DATA SHOWN |
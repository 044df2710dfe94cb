//! Shared GPU device
//!
//! One adapter, one device and one queue per [`GpuContext`]. The capturer and
//! the pipeline clone the `Arc`s so every upload and every draw goes through
//! the same queue in submission order.

use std::sync::Arc;

use crate::error::PipelineError;

/// Adapter, device and queue shared by the capturer and the pipeline
#[derive(Clone, Debug)]
pub struct GpuContext {
    instance: Arc<wgpu::Instance>,
    adapter: Arc<wgpu::Adapter>,
    device: Arc<wgpu::Device>,
    queue: Arc<wgpu::Queue>,
}

impl GpuContext {
    /// Acquire a device, blocking the calling thread until it is ready
    pub fn new() -> Result<Self, PipelineError> {
        pollster::block_on(Self::new_async())
    }

    /// Acquire a device without a surface (headless rendering and tests)
    pub async fn new_async() -> Result<Self, PipelineError> {
        let instance = wgpu::Instance::new(wgpu::InstanceDescriptor {
            backends: Self::preferred_backends(),
            ..Default::default()
        });

        let adapter = instance
            .request_adapter(&wgpu::RequestAdapterOptions {
                // Glass runs continuously next to the app's own rendering
                power_preference: wgpu::PowerPreference::LowPower,
                compatible_surface: None,
                force_fallback_adapter: false,
            })
            .await
            .ok_or(PipelineError::AdapterNotFound)?;

        let info = adapter.get_info();
        tracing::info!(
            "GPU adapter: {} ({:?}, {:?})",
            info.name,
            info.backend,
            info.device_type
        );

        let (device, queue) = adapter
            .request_device(
                &wgpu::DeviceDescriptor {
                    label: Some("Lucent GPU Device"),
                    required_features: wgpu::Features::empty(),
                    required_limits: wgpu::Limits::downlevel_defaults()
                        .using_resolution(adapter.limits()),
                    // Prefer lower memory over throughput; capture textures are
                    // small and shared GPU memory counts against the app.
                    memory_hints: wgpu::MemoryHints::MemoryUsage,
                },
                None,
            )
            .await?;

        Ok(Self::from_parts(instance, adapter, device, queue))
    }

    /// Wrap a device the host already owns
    pub fn from_parts(
        instance: wgpu::Instance,
        adapter: wgpu::Adapter,
        device: wgpu::Device,
        queue: wgpu::Queue,
    ) -> Self {
        Self {
            instance: Arc::new(instance),
            adapter: Arc::new(adapter),
            device: Arc::new(device),
            queue: Arc::new(queue),
        }
    }

    pub fn instance(&self) -> &wgpu::Instance {
        &self.instance
    }

    pub fn adapter(&self) -> &wgpu::Adapter {
        &self.adapter
    }

    pub fn device(&self) -> &Arc<wgpu::Device> {
        &self.device
    }

    pub fn queue(&self) -> &Arc<wgpu::Queue> {
        &self.queue
    }

    /// Get the preferred backend for the current platform
    ///
    /// Using the primary backend instead of all backends reduces memory usage
    /// by avoiding initialization of multiple GPU driver stacks.
    pub fn preferred_backends() -> wgpu::Backends {
        #[cfg(any(target_os = "macos", target_os = "ios"))]
        {
            wgpu::Backends::METAL
        }
        #[cfg(target_os = "windows")]
        {
            wgpu::Backends::DX12
        }
        #[cfg(any(target_os = "linux", target_os = "android"))]
        {
            wgpu::Backends::VULKAN
        }
        #[cfg(not(any(
            target_os = "macos",
            target_os = "ios",
            target_os = "windows",
            target_os = "linux",
            target_os = "android"
        )))]
        {
            wgpu::Backends::PRIMARY
        }
    }
}

/// Run `create` inside out-of-memory and validation error scopes.
///
/// Failed allocations come back as an error instead of reaching the device's
/// uncaptured error handler, which panics.
pub(crate) fn with_error_scopes<T>(
    device: &wgpu::Device,
    create: impl FnOnce() -> T,
) -> Result<T, wgpu::Error> {
    device.push_error_scope(wgpu::ErrorFilter::OutOfMemory);
    device.push_error_scope(wgpu::ErrorFilter::Validation);
    let value = create();
    let validation = pollster::block_on(device.pop_error_scope());
    let oom = pollster::block_on(device.pop_error_scope());
    match validation.or(oom) {
        Some(err) => Err(err),
        None => Ok(value),
    }
}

EXERCISE BRIEF | All of the records above need to be copied exactly.

ANSWER |
repository 044df2710dfe94cb
//! Shared GPU device
//!
//! One adapter, one device and one queue per [`GpuContext`]. The capturer and
//! the pipeline clone the `Arc`s so every upload and every draw goes through
//! the same queue in submission order.

use std::sync::Arc;

use crate::error::PipelineError;

/// Adapter, device and queue shared by the capturer and the pipeline
#[derive(Clone, Debug)]
pub struct GpuContext {
    instance: Arc<wgpu::Instance>,
    adapter: Arc<wgpu::Adapter>,
    device: Arc<wgpu::Device>,
    queue: Arc<wgpu::Queue>,
}

impl GpuContext {
    /// Acquire a device, blocking the calling thread until it is ready
    pub fn new() -> Result<Self, PipelineError> {
        pollster::block_on(Self::new_async())
    }

    /// Acquire a device without a surface (headless rendering and tests)
    pub async fn new_async() -> Result<Self, PipelineError> {
        let instance = wgpu::Instance::new(wgpu::InstanceDescriptor {
            backends: Self::preferred_backends(),
            ..Default::default()
        });

        let adapter = instance
            .request_adapter(&wgpu::RequestAdapterOptions {
                // Glass runs continuously next to the app's own rendering
                power_preference: wgpu::PowerPreference::LowPower,
                compatible_surface: None,
                force_fallback_adapter: false,
            })
            .await
            .ok_or(PipelineError::AdapterNotFound)?;

        let info = adapter.get_info();
        tracing::info!(
            "GPU adapter: {} ({:?}, {:?})",
            info.name,
            info.backend,
            info.device_type
        );

        let (device, queue) = adapter
            .request_device(
                &wgpu::DeviceDescriptor {
                    label: Some("Lucent GPU Device"),
                    required_features: wgpu::Features::empty(),
                    required_limits: wgpu::Limits::downlevel_defaults()
                        .using_resolution(adapter.limits()),
                    // Prefer lower memory over throughput; capture textures are
                    // small and shared GPU memory counts against the app.
                    memory_hints: wgpu::MemoryHints::MemoryUsage,
                },
                None,
            )
            .await?;

        Ok(Self::from_parts(instance, adapter, device, queue))
    }

    /// Wrap a device the host already owns
    pub fn from_parts(
        instance: wgpu::Instance,
        adapter: wgpu::Adapter,
        device: wgpu::Device,
        queue: wgpu::Queue,
    ) -> Self {
        Self {
            instance: Arc::new(instance),
            adapter: Arc::new(adapter),
            device: Arc::new(device),
            queue: Arc::new(queue),
        }
    }

    pub fn instance(&self) -> &wgpu::Instance {
        &self.instance
    }

    pub fn adapter(&self) -> &wgpu::Adapter {
        &self.adapter
    }

    pub fn device(&self) -> &Arc<wgpu::Device> {
        &self.device
    }

    pub fn queue(&self) -> &Arc<wgpu::Queue> {
        &self.queue
    }

    /// Get the preferred backend for the current platform
    ///
    /// Using the primary backend instead of all backends reduces memory usage
    /// by avoiding initialization of multiple GPU driver stacks.
    pub fn preferred_backends() -> wgpu::Backends {
        #[cfg(any(target_os = "macos", target_os = "ios"))]
        {
            wgpu::Backends::METAL
        }
        #[cfg(target_os = "windows")]
        {
            wgpu::Backends::DX12
        }
        #[cfg(any(target_os = "linux", target_os = "android"))]
        {
            wgpu::Backends::VULKAN
        }
        #[cfg(not(any(
            target_os = "macos",
            target_os = "ios",
            target_os = "windows",
            target_os = "linux",
            target_os = "android"
        )))]
        {
            wgpu::Backends::PRIMARY
        }
    }
}

/// Run `create` inside out-of-memory and validation error scopes.
///
/// Failed allocations come back as an error instead of reaching the device's
/// uncaptured error handler, which panics.
pub(crate) fn with_error_scopes<T>(
    device: &wgpu::Device,
    create: impl FnOnce() -> T,
) -> Result<T, wgpu::Error> {
    device.push_error_scope(wgpu::ErrorFilter::OutOfMemory);
    device.push_error_scope(wgpu::ErrorFilter::Validation);
    let value = create();
    let validation = pollster::block_on(device.pop_error_scope());
    let oom = pollster::block_on(device.pop_error_scope());
    match validation.or(oom) {
        Some(err) => Err(err),
        None => Ok(value),
    }
}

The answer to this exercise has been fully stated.